• Task to carry out
In the answer, every entry must appear exactly as given.

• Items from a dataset

// Fieldgate Rust Source Code File
//
// Copyright 2024-2026 Fieldgate Project Developers. All rights reserved.
//
// Licensed under the BSD 3-Clause license. See LICENSE file in the project root
// for full license information.

//! Core types shared across the Fieldgate gateway.
//!
//! This crate carries the pieces every other layer speaks in: the error
//! taxonomy, typed parameter values, device fingerprints, operation deadlines,
//! and the immutable [`ProtocolRegistry`](protocol_spec::ProtocolRegistry)
//! that the protocol clients are parameterized over. Nothing in here performs
//! I/O; the heavier layers (descriptor store, protocol clients, anomaly
//! detection) build on these types.

pub mod deadline;
pub mod errors;
pub mod fingerprint;
pub mod protocol_spec;
pub mod util;
pub mod value;

pub use deadline::Deadline;
pub use errors::{GatewayError, GatewayResult};
pub use fingerprint::{Fingerprint, Transport};
pub use protocol_spec::{DiscoveryMethod, ProtocolRegistry, ProtocolSpec};
pub use value::{Reading, TypedValue};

• Answer box
// Fieldgate Rust Source Code File
//
// Copyright 2024-2026 Fieldgate Project Developers. All rights reserved.
//
// Licensed under the BSD 3-Clause license. See LICENSE file in the project root
// for full license information.

//! Core types shared across the Fieldgate gateway.
//!
//! This crate carries the pieces every other layer speaks in: the error
//! taxonomy, typed parameter values, device fingerprints, operation deadlines,
//! and the immutable [`ProtocolRegistry`](protocol_spec::ProtocolRegistry)
//! that the protocol clients are parameterized over. Nothing in here performs
//! I/O; the heavier layers (descriptor store, protocol clients, anomaly
//! detection) build on these types.

pub mod deadline;
pub mod errors;
pub mod fingerprint;
pub mod protocol_spec;
pub mod util;
pub mod value;

pub use deadline::Deadline;
pub use errors::{GatewayError, GatewayResult};
pub use fingerprint::{Fingerprint, Transport};
pub use protocol_spec::{DiscoveryMethod, ProtocolRegistry, ProtocolSpec};
pub use value::{Reading, TypedValue};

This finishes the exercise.